Purpose

The purpose of the repository is to gain an understanding of PointNet and try it out for myself for the purpose of my Final Year Project (FYP). My FYP will look into 3D Object Detection Algorithms and PointNet is the basis feature extractor for many 3D Object Detection Algorithms which is why PointNet is of interest to me. The code repository was taken from Fei Xia. I have investigated the details of the algorithms and reported it here (and in my FYP).

PointNet

Point clouds are unordered set of points which prevents usage of CNN object detection algorithm as CNN assumes inputs to be in an ordered data structure. Thus, point cloud is usually transformed into an ordered representation to provide the benefit of applying convolutions. There are different ways to represent LiDAR point cloud before feeding it into the network for training if we want to use 2D Convolution operations or 2D Object Detection network such as putting it in the form of range images %LaserNet , bird-eye-view feature maps and pillars. % need read into voxelnet and second

In 2017, a seminal paper PointNet was released showing that it is possible to take raw point cloud data directly to do classification and segmentation while ensuring permutation invariant \citep{qi2016pointnet}. Before PointNet, point cloud data must be transformed into other ordered representation such as voxels which had disadvantage of corrupting the data and being computationally expensive. It is worth investigating into PointNet as numerous 3D object detection and segmentation algorithms uses PointNet as the fundamental building blocks to the network. The official implementation of PointNet can be found HERE.
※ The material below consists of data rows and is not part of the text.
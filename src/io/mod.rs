//! File-side I/O: fault policies, record codecs and the multi-file windows
//! readers and writers are built on.

pub mod codec;
pub mod policy;
pub mod source;
pub mod target;
pub mod wildcard;

pub use codec::{RecordFormatter, RecordParser};
pub use policy::FaultPolicy;
pub use source::{ParseFailure, SourceSpec, SourceWindow, WindowSettings};
pub use target::{FilePattern, MemoryTarget, Sink, TargetSettings, TargetWindow};
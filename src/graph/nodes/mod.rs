//! Built-in components.
//!
//! ## Traversal patterns
//!
//! - [`SimpleCopy`] - one input broadcast to every output
//! - [`Concatenate`] - inputs drained strictly one after another
//! - [`SimpleGather`] - round-robin over whichever inputs have data
//! - [`Merge`] - k-way merge of key-sorted inputs
//! - [`Dedup`] - first/last/unique per key group
//! - [`SequenceChecker`] - key order verification
//!
//! ## Endpoints and transforms
//!
//! - [`Reader`] / [`Writer`] - file windows plus a codec
//! - [`ParallelSort`] - striped pool fan-out to sorting workers
//! - [`Filter`] / [`Reformat`] - closures injected at build time
//! - [`VecSource`] / [`CollectSink`] - in-memory endpoints

pub mod broadcast;
pub mod concatenate;
pub mod dedup;
pub mod filter;
pub mod gather;
pub mod memory;
pub mod merge;
pub mod reader;
pub mod reformat;
pub mod sequence_check;
pub mod sort;
pub mod writer;

pub use broadcast::SimpleCopy;
pub use concatenate::Concatenate;
pub use dedup::Dedup;
pub use filter::Filter;
pub use gather::SimpleGather;
pub use memory::{CollectSink, Collected, VecSource};
pub use merge::Merge;
pub use reader::Reader;
pub use reformat::Reformat;
pub use sequence_check::SequenceChecker;
pub use sort::ParallelSort;
pub use writer::Writer;

use crate::error::FlowError;

/// Configuration error for a port that validation should have guaranteed.
pub(crate) fn missing_port(component: &str, what: &str) -> FlowError {
    FlowError::Configuration(format!("'{}': {} is not connected", component, what))
}
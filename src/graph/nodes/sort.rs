//! ParallelSort: in-memory sort fanned out over a striped record pool.
//!
//! ## Design
//!
//! - The component thread fills empty stripes straight from the input port.
//! - Worker threads take full stripes, sort them by key and keep each one as
//!   a sorted run.
//! - Once the input is exhausted the pool is closed, the workers drain what
//!   is left and exit, and the runs are merged through a binary heap.
//!
//! Runs finish in no particular order, so records with equal keys may come
//! out in any order.

use crate::config::SortSettings;
use crate::error::{FlowError, Result};
use crate::graph::node::{Component, InitContext, NodeContext};
use crate::graph::nodes::missing_port;
use crate::graph::port::{Multiplicity, PortDescriptor};
use crate::graph::status::NodeStatus;
use crate::pool::{CloseOnDrop, StripedRecordPool};
use crate::record::{Record, RecordKey};
use parking_lot::Mutex;
use std::cmp::Ordering;
use std::collections::BinaryHeap;
use std::sync::Arc;

static PORTS: &[PortDescriptor] = &[
    PortDescriptor::input("in", Multiplicity::One),
    PortDescriptor::output("out", Multiplicity::One),
];

/// Heap entry; ordered so the lowest key is popped first.
struct RunHead<'a> {
    key: &'a RecordKey,
    record: &'a Record,
    run: usize,
}

impl Ord for RunHead<'_> {
    fn cmp(&self, other: &Self) -> Ordering {
        self.key
            .compare(other.record, self.record)
            .then_with(|| other.run.cmp(&self.run))
    }
}

impl PartialOrd for RunHead<'_> {
    fn partial_cmp(&self, other: &Self) -> Option<Ordering> {
        Some(self.cmp(other))
    }
}

impl PartialEq for RunHead<'_> {
    fn eq(&self, other: &Self) -> bool {
        self.cmp(other) == Ordering::Equal
    }
}

impl Eq for RunHead<'_> {}

pub struct ParallelSort {
    name: String,
    settings: SortSettings,
    key: Option<RecordKey>,
    stripes: usize,
    stripe_capacity: usize,
    workers: usize,
}

impl ParallelSort {
    pub fn new(name: impl Into<String>, settings: SortSettings) -> Self {
        Self {
            name: name.into(),
            settings,
            key: None,
            stripes: 0,
            stripe_capacity: 0,
            workers: 0,
        }
    }
}

fn sort_worker(pool: &StripedRecordPool, key: &RecordKey, runs: &Mutex<Vec<Vec<Record>>>) {
    while let Some(mut stripe) = pool.next_full_stripe() {
        stripe.sort_by_key(key);
        let run = stripe.records().to_vec();
        stripe.clear();
        stripe.release();
        tracing::debug!("Sorted run of {} records", run.len());
        runs.lock().push(run);
    }
}

impl Component for ParallelSort {
    fn name(&self) -> &str {
        &self.name
    }

    fn kind(&self) -> &'static str {
        "PARALLEL_SORT"
    }

    fn ports(&self) -> &[PortDescriptor] {
        PORTS
    }

    fn init(&mut self, ctx: &InitContext<'_>) -> Result<()> {
        ctx.require_uniform_schemas()?;
        let schema = Arc::clone(ctx.input_schema(0)?);
        self.key = Some(
            RecordKey::parse(schema, &self.settings.key)
                .map_err(|e| e.with_context(format!("'{}': invalid sort key", self.name)))?,
        );
        let pool = &ctx.config.pool;
        self.stripes = self.settings.stripes.unwrap_or(pool.stripes);
        self.stripe_capacity = self.settings.stripe_capacity.unwrap_or(pool.stripe_capacity);
        self.workers = self.settings.workers.unwrap_or(pool.workers);
        if self.stripes == 0 || self.stripe_capacity == 0 || self.workers == 0 {
            return Err(FlowError::Configuration(format!(
                "'{}': stripes, stripe capacity and workers must be positive",
                self.name
            )));
        }
        Ok(())
    }

    fn execute(&mut self, ctx: &mut NodeContext) -> Result<NodeStatus> {
        let key = self
            .key
            .as_ref()
            .ok_or_else(|| FlowError::Configuration(format!("'{}' is not initialized", self.name)))?;
        let (inputs, outputs) = ctx.ports_mut();
        let ([input], [output]) = (inputs, outputs) else {
            return Err(missing_port(&self.name, "input 0 or output 0"));
        };

        let pool = StripedRecordPool::new(self.stripes, self.stripe_capacity);
        pool.populate(&Record::new(Arc::clone(input.schema())));
        pool.open();
        let runs = Mutex::new(Vec::new());

        std::thread::scope(|scope| -> Result<()> {
            // Closes the pool on every exit path so the workers can finish.
            let _close = CloseOnDrop(&pool);
            for w in 0..self.workers {
                let (pool, runs) = (&pool, &runs);
                std::thread::Builder::new()
                    .name(format!("{}-sort-{}", self.name, w))
                    .spawn_scoped(scope, move || sort_worker(pool, key, runs))?;
            }

            while let Some(mut stripe) = pool.next_empty_stripe() {
                let mut filled = 0;
                let slots = stripe.slots_mut();
                while filled < slots.len() && input.read_record(&mut slots[filled])? {
                    filled += 1;
                }
                stripe.set_len(filled);
                let exhausted = filled < stripe.capacity();
                stripe.release();
                if exhausted {
                    break;
                }
            }
            Ok(())
        })?;

        let runs = runs.into_inner();
        tracing::debug!("'{}' merging {} runs", self.name, runs.len());
        let mut positions = vec![1usize; runs.len()];
        let mut heap: BinaryHeap<RunHead<'_>> = runs
            .iter()
            .enumerate()
            .filter_map(|(run, records)| records.first().map(|record| RunHead { key, record, run }))
            .collect();

        while let Some(head) = heap.pop() {
            output.write_record(head.record)?;
            let pos = &mut positions[head.run];
            if let Some(record) = runs[head.run].get(*pos) {
                *pos += 1;
                heap.push(RunHead {
                    key,
                    record,
                    run: head.run,
                });
            }
        }
        Ok(NodeStatus::Ok)
    }
}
PointNet is a uniﬁed architecture that directly takes point clouds as input and outputs either class labels or per point segment/part labels of the input. The PointNet architecture as seen in the Figure below.

The first component is a point cloud encoder that learns to encode sparse point cloud data into a dense feature vector. The PointNet encoder model is composed of three main modules :

Shared Multilayer perceptron (MLP)
Max Pooling Layer
Joint Alignment Network (Input transform and Feature transform)

The shared MLP layer is implemented using a series of 1D convolution, batch normalization, and ReLU operations. The 1D convolution operation is configured such that the weights are shared across the input point cloud to gather information regarding the interaction between points. It is useless to passed the weight of a single point isolated from other points as there are no useful information provided. The shared MLP layers can then learn local information of the point cloud and provide a local feature vector. Effectively the network learns a set of optimization functions/criteria that select interesting or informative points of the point cloud and encode the reason for their selection. The ﬁnal MLP layers of the network aggregate these learnt optimal values into the global descriptor for the entire shape and feed it into the max pooling layer. We will be able to extract out the global information of the point cloud from local feature vectors and provide a global feature vector from the output of the max pooling layer.

The max pooling layer is very important because it is a symmetric function which ensures that the network achieves permutation invariance given that point cloud inputs are unordered. A symmetric function is a function that outputs the same values regardless of the order of the inputs given to it. It is worth noting that we are free to choose other symmetric functions instead of max pooling.

A data-dependent spatial transformer network attempts to canonicalize (standardise) the data before the PointNet processes them can be added to improve the results of the network. This is done by the input transform and feature transform model in the PointNet architecture. The transform model learns to predict a transformation matrix using a mini-network (T-Net) and directly apply this transformation to align the inputs to a canonical space. The T-Net resembles the big network and is composed by basic modules of shared MLP ,max pooling and fully connected layers as seen in Figure below.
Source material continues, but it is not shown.